Records for this task Block Start

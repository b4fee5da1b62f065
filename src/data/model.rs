use std::fmt;
use std::path::{Path, PathBuf};

use serde::{Deserialize, Serialize};

// ---------------------------------------------------------------------------
// FileRole – how a raw file is interpreted
// ---------------------------------------------------------------------------

/// The kind of measurement a spectral file holds.
///
/// The role decides the delimiter priority, the minimum number of fields per
/// line and which columns carry wavelength and intensity.
#[derive(Debug, Clone, Copy, PartialEq, Eq, Hash, Serialize, Deserialize, clap::ValueEnum)]
#[serde(rename_all = "lowercase")]
pub enum FileRole {
    /// Fluorimeter export: wavelength in field 0, intensity in field 5.
    Emission,
    /// Spectrophotometer export: wavelength in field 0, optical density in field 1.
    Absorption,
}

impl FileRole {
    /// Delimiters probed on each line, highest priority first.
    pub const fn delimiters(self) -> &'static [char] {
        match self {
            FileRole::Emission => &[';', ',', '\t', ' '],
            FileRole::Absorption => &[',', ';', '\t', ' '],
        }
    }

    /// Minimum number of non-empty fields a line needs.
    pub const fn min_fields(self) -> usize {
        match self {
            FileRole::Emission => 6,
            FileRole::Absorption => 2,
        }
    }

    /// Field index holding the intensity value (wavelength is always field 0).
    pub const fn intensity_field(self) -> usize {
        match self {
            FileRole::Emission => 5,
            FileRole::Absorption => 1,
        }
    }

    /// File extension used by the instrument exports.
    pub const fn extension(self) -> &'static str {
        match self {
            FileRole::Emission => "tit",
            FileRole::Absorption => "txt",
        }
    }
}

impl fmt::Display for FileRole {
    fn fmt(&self, f: &mut fmt::Formatter<'_>) -> fmt::Result {
        match self {
            FileRole::Emission => write!(f, "emission"),
            FileRole::Absorption => write!(f, "absorption"),
        }
    }
}

// ---------------------------------------------------------------------------
// GroupRole – sample vs. reference standard
// ---------------------------------------------------------------------------

#[derive(Debug, Clone, Copy, PartialEq, Eq, Hash, Serialize, Deserialize)]
#[serde(rename_all = "lowercase")]
pub enum GroupRole {
    Sample,
    Standard,
}

impl fmt::Display for GroupRole {
    fn fmt(&self, f: &mut fmt::Formatter<'_>) -> fmt::Result {
        match self {
            GroupRole::Sample => write!(f, "sample"),
            GroupRole::Standard => write!(f, "standard"),
        }
    }
}

// ---------------------------------------------------------------------------
// Spectrum – one parsed file
// ---------------------------------------------------------------------------

/// A single spectrum: (wavelength, intensity) pairs in the order they were
/// read. The points are never re-sorted.
#[derive(Debug, Clone, Default, PartialEq)]
pub struct Spectrum {
    wavelengths: Vec<f64>,
    intensities: Vec<f64>,
    source: Option<PathBuf>,
}

impl Spectrum {
    /// Build a spectrum from (wavelength, intensity) pairs.
    pub fn from_points<I>(points: I) -> Self
    where
        I: IntoIterator<Item = (f64, f64)>,
    {
        let (wavelengths, intensities) = points.into_iter().unzip();
        Spectrum {
            wavelengths,
            intensities,
            source: None,
        }
    }

    /// Attach the file the spectrum was read from.
    pub fn with_source(mut self, path: impl Into<PathBuf>) -> Self {
        self.source = Some(path.into());
        self
    }

    pub fn wavelengths(&self) -> &[f64] {
        &self.wavelengths
    }

    pub fn intensities(&self) -> &[f64] {
        &self.intensities
    }

    pub fn source(&self) -> Option<&Path> {
        self.source.as_deref()
    }

    /// Iterate over (wavelength, intensity) pairs.
    pub fn points(&self) -> impl Iterator<Item = (f64, f64)> + '_ {
        self.wavelengths
            .iter()
            .copied()
            .zip(self.intensities.iter().copied())
    }

    /// Number of points.
    pub fn len(&self) -> usize {
        self.wavelengths.len()
    }

    /// Whether the spectrum has no points.
    pub fn is_empty(&self) -> bool {
        self.wavelengths.is_empty()
    }

    /// Short label for diagnostics: the file name when known.
    pub fn label(&self) -> String {
        self.source
            .as_deref()
            .and_then(Path::file_name)
            .map(|n| n.to_string_lossy().into_owned())
            .unwrap_or_else(|| "<memory>".to_string())
    }
}

// ---------------------------------------------------------------------------
// SpectrumGroup – all measurements of one role
// ---------------------------------------------------------------------------

/// Emission and absorption spectra for one group plus the values derived
/// from them during a run.
///
/// The derived lists are only ever replaced wholesale by the pipeline.
#[derive(Debug, Clone, Default)]
pub struct SpectrumGroup {
    pub emission: Vec<Spectrum>,
    pub absorption: Vec<Spectrum>,
    peaks: Vec<f64>,
    integrals_simpson: Vec<f64>,
    integrals_trapezoid: Vec<f64>,
}

impl SpectrumGroup {
    pub fn new(emission: Vec<Spectrum>, absorption: Vec<Spectrum>) -> Self {
        SpectrumGroup {
            emission,
            absorption,
            ..Default::default()
        }
    }

    /// Absorbance at the excitation wavelength, one per absorption spectrum.
    pub fn peaks(&self) -> &[f64] {
        &self.peaks
    }

    pub fn integrals_simpson(&self) -> &[f64] {
        &self.integrals_simpson
    }

    pub fn integrals_trapezoid(&self) -> &[f64] {
        &self.integrals_trapezoid
    }

    pub fn has_emission(&self) -> bool {
        !self.emission.is_empty()
    }

    pub fn is_empty(&self) -> bool {
        self.emission.is_empty() && self.absorption.is_empty()
    }

    pub(crate) fn set_peaks(&mut self, peaks: Vec<f64>) {
        self.peaks = peaks;
    }

    pub(crate) fn set_integrals(&mut self, simpson: Vec<f64>, trapezoid: Vec<f64>) {
        self.integrals_simpson = simpson;
        self.integrals_trapezoid = trapezoid;
    }

    /// Drop every derived value; the next run recomputes them.
    pub(crate) fn clear_derived(&mut self) {
        self.peaks.clear();
        self.integrals_simpson.clear();
        self.integrals_trapezoid.clear();
    }
}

Records for this task Block End

Please show every line of the records that holds the word "pairs".

/// A single spectrum: (wavelength, intensity) pairs in the order they were
    /// Build a spectrum from (wavelength, intensity) pairs.
    /// Iterate over (wavelength, intensity) pairs.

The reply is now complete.